For details of how we controlled for potential variation in ethnographic coverage,
see the section on control variables, below. For further details on the eHRAF
collection, see their online guides (World Cultures Database, 2009). Our sample
contains societies from near and far Oceania (also known as Micronesia, Melanesia,
and Polynesia).
Figure S1. Figure shows the geographical locations of the ten societies in our sample.
Geographical distance between societies is not always indicative of rates of contact. Map from
GoogleMaps (2008).
Collection of Tool Data
We collected data in multiple stages. Here we explain in detail.
1. Collection of ethnographic excerpts from the electronic Human Relations Area Files
database, and calculation of total number of tools.
We selected the societies to be included in this sample by limiting ourselves to (a)
societies in Oceania, as defined by eHRAF (b) societies for which it is possible to
obtain a population size estimate. We did not use groups located on Papua New
Guinea and mainland Australia, so that our sample would include only relatively
isolated groups for which we could estimate rates of contact. After examining the
organization of eHRAF indexing codes, we used the advanced search function to
retrieve all paragraphs indexed by eHRAF as having content on “fishing,” “marine
hunting,” or “fishing gear.” The coder then copied and pasted all retrieved
paragraphs into a word document for each society, for further coding.

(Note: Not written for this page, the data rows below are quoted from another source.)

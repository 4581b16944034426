use std::{
    collections::BTreeMap,
    io::ErrorKind,
    path::{Path, PathBuf},
};

use serde::{Deserialize, Serialize};
use tokio::fs;

use crate::client::ClientError;

/// Which signed-in surface a token belongs to.
#[derive(Debug, Clone, Copy, PartialEq, Eq, PartialOrd, Ord, Serialize, Deserialize)]
pub enum Persona {
    #[serde(rename = "user")]
    Shopper,
    #[serde(rename = "admin")]
    Admin,
}

/// Bearer tokens persisted as a small JSON file, one key per persona.
#[derive(Debug)]
pub struct TokenStore {
    path: PathBuf,
    tokens: BTreeMap<Persona, String>,
}

impl TokenStore {
    /// Read the store at `path`. A missing file yields an empty store.
    pub async fn load(path: impl AsRef<Path>) -> Result<Self, ClientError> {
        let path = path.as_ref().to_path_buf();
        let tokens = match fs::read(&path).await {
            Ok(bytes) if bytes.iter().all(u8::is_ascii_whitespace) => BTreeMap::new(),
            Ok(bytes) => serde_json::from_slice(&bytes)?,
            Err(err) if err.kind() == ErrorKind::NotFound => BTreeMap::new(),
            Err(err) => return Err(err.into()),
        };
        Ok(Self { path, tokens })
    }

    pub fn path(&self) -> &Path {
        &self.path
    }

    pub fn token(&self, persona: Persona) -> Option<&str> {
        self.tokens.get(&persona).map(String::as_str)
    }

    pub async fn save(&mut self, persona: Persona, token: impl Into<String>) -> Result<(), ClientError> {
        self.tokens.insert(persona, token.into());
        self.persist().await
    }

    pub async fn clear(&mut self, persona: Persona) -> Result<(), ClientError> {
        if self.tokens.remove(&persona).is_some() {
            self.persist().await?;
        }
        Ok(())
    }

    async fn persist(&self) -> Result<(), ClientError> {
        if let Some(parent) = self.path.parent().filter(|p| !p.as_os_str().is_empty()) {
            fs::create_dir_all(parent).await?;
        }
        let body = serde_json::to_vec_pretty(&self.tokens)?;
        fs::write(&self.path, body).await?;
        tracing::debug!(path = %self.path.display(), "token store saved");
        Ok(())
    }
}

#[cfg(test)]
mod tests {
    use uuid::Uuid;

    use super::*;

    fn scratch_path() -> PathBuf {
        std::env::temp_dir()
            .join(format!("wholecart-{}", Uuid::new_v4()))
            .join("tokens.json")
    }

    #[tokio::test]
    async fn missing_file_reads_empty() {
        let store = TokenStore::load(scratch_path()).await.unwrap();
        assert!(store.token(Persona::Shopper).is_none());
        assert!(store.token(Persona::Admin).is_none());
    }

    #[tokio::test]
    async fn personas_are_kept_apart_and_persisted() {
        let path = scratch_path();
        let mut store = TokenStore::load(&path).await.unwrap();
        store.save(Persona::Shopper, "shopper-token").await.unwrap();
        store.save(Persona::Admin, "admin-token").await.unwrap();

        let raw: serde_json::Value =
            serde_json::from_slice(&std::fs::read(&path).unwrap()).unwrap();
        assert_eq!(raw["user"], "shopper-token");
        assert_eq!(raw["admin"], "admin-token");

        let mut reloaded = TokenStore::load(&path).await.unwrap();
        assert_eq!(reloaded.token(Persona::Shopper), Some("shopper-token"));

        reloaded.clear(Persona::Admin).await.unwrap();
        let again = TokenStore::load(&path).await.unwrap();
        assert_eq!(again.token(Persona::Admin), None);
        assert_eq!(again.token(Persona::Shopper), Some("shopper-token"));

        let _ = std::fs::remove_dir_all(path.parent().unwrap());
    }
}
impl HttpMediaProvider {
    pub fn new(
        id: ProviderId,
        api_key: String,
        base_url: String,
        model: Option<String>,
        retry_policy: RetryPolicy,
    ) -> Result<Self> {
        let client = Client::builder()
            .timeout(Duration::from_secs(HTTP_TIMEOUT_SECS))
            .build()?;
        Ok(Self {
            client,
            id,
            api_key,
            base_url: base_url.trim_end_matches('/').to_string(),
            model,
            tasks: id.capabilities().to_vec(),
            retry_policy,
        })
    }

    /// Restrict the endpoint to a subset of the provider's capabilities.
    pub fn with_tasks(mut self, tasks: Vec<TaskKind>) -> Self {
        let id = self.id;
        self.tasks = tasks.into_iter().filter(|t| id.supports(*t)).collect();
        self
    }

    pub fn base_url(&self) -> &str {
        &self.base_url
    }

    fn request_body(&self, request: &MediaRequest) -> Result<serde_json::Value> {
        let mut body = serde_json::to_value(request)?;
        if let (Some(model), Some(map)) = (&self.model, body.as_object_mut()) {
            map.insert("model".to_string(), serde_json::json!(model));
        }
        Ok(body)
    }

    async fn request_task(&self, task: TaskKind, body: serde_json::Value) -> Result<ProviderReply> {
        let url = format!("{}/{}", self.base_url, task.as_str());
        let start = Instant::now();
        let mut attempt: u32 = 1;

        loop {
            let response = self
                .client
                .post(&url)
                .header("Authorization", format!("Bearer {}", self.api_key))
                .header("Content-Type", "application/json")
                .json(&body)
                .send()
                .await;

            match response {
                Ok(response) => {
                    let status = response.status();
                    let headers = response.headers().clone();
                    let raw_body = response.text().await?;

                    if status.is_success() {
                        let parsed: serde_json::Value =
                            serde_json::from_str(&raw_body).map_err(|e| {
                                anyhow!(
                                    "Provider response decode failed at {}: {} | body={}",
                                    url,
                                    e,
                                    backoff::body_excerpt(&raw_body)
                                )
                            })?;
                        return ProviderReply::parse(&parsed);
                    }

                    let snippet = backoff::body_excerpt(&raw_body);
                    if !backoff::is_transient_status(status) {
                        // Backend refused the request: an expected failure, not a transport one.
                        return Ok(ProviderReply::Failed(format!("HTTP {}: {}", status, snippet)));
                    }

                    if let Some(delay) = self.retry_policy.pause_before(
                        attempt,
                        backoff::server_hint(&headers),
                        start.elapsed(),
                    ) {
                        tracing::warn!(
                            provider = %self.id,
                            task = %task,
                            status = %status.as_u16(),
                            attempt = attempt,
                            delay_ms = delay.as_millis(),
                            "Retrying media request after transient HTTP error"
                        );
                        sleep(delay).await;
                        attempt += 1;
                        continue;
                    }

                    return Ok(ProviderReply::Failed(format!("HTTP {}: {}", status, snippet)));
                }
                Err(err) => {
                    if !backoff::is_transient_transport(&err) {
                        return Err(err.into());
                    }

                    if let Some(delay) =
                        self.retry_policy.pause_before(attempt, None, start.elapsed())
                    {
                        tracing::warn!(
                            provider = %self.id,
                            task = %task,
                            attempt = attempt,
                            delay_ms = delay.as_millis(),
                            error = %err,
                            "Retrying media request after transient network error"
                        );
                        sleep(delay).await;
                        attempt += 1;
                        continue;
                    }

                    return Err(err.into());
                }
            }
        }
    }
}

The coder read through the word document, simultaneously using an excel sheet to
assemble a list of all technologies mentioned (whether in passing or as the focus) in
these ethnographic excerpts, and a record of in which paragraph(s) the technology
is mentioned. These excel sheets formed separate technology indexes for each
society in our sample. After completing the index, the coder reviewed notes made
during the indexing process and double-checked that each tool indexed was in fact
an independent tool. Tools were granted this status if any of the following was true:
tools were described as performing a unique purpose, tools were described as
having a unique structure or production technique, or tools were given a unique
name by informants. Tool names sometimes differed according to the author of the
ethnography, and in these cases the coder gave priority to the structural and
functional descriptions of tools.
The coder indexed every technology mentioned in the collected excerpts, even if
they were not expressly marine foraging technologies. After verifying that each tool
was in fact an independent tool type, we removed technologies that were not
directly involved in procuring marine resources (for instance, canoe houses or
cooking pots). We also removed technologies like canoes, because while often
mentioned in fishing-related excerpts, they were not reliably sampled by the eHRAF
codes we used. We retained tools or tool parts that were used in marine foraging,
but seemed to be primarily decorative or supernatural, because they are
nonetheless part of the tool kit from the perspective of the producers, so that they
too are subject to the dynamics of cultural evolution. The resulting list of tools
composed our “total number of tools” data. In the next step, we gauged the
complexity of each tool, by revisiting the ethnographic excerpts according to the
excel spreadsheet index created here.
2. Coding of Techno-units.
We defined techno-units just as Oswalt (1976) did: “an integrated, physically
distinct, and unique structural configuration that contributes to the form of a
finished artefact (p. 38).” The coder used the index and any notes created in phase
one to revisit paragraphs on each tool, and to estimate the number of techno-units
that composed each tool. The coder did this individually for each tool, for each
group.
Techno-unit counts are based on verbal descriptions, illustrations, and photographs
from the eHRAF. Thus, our study differs from Oswalt’s (1976) in that he had access
to museum collections and was able to handle some actual specimens. Since we
were limited to using ethnographies only, we sometimes found that there was not
enough information available on a given technology to rate its techno-units. We do
not include these tools in our techno-unit measures.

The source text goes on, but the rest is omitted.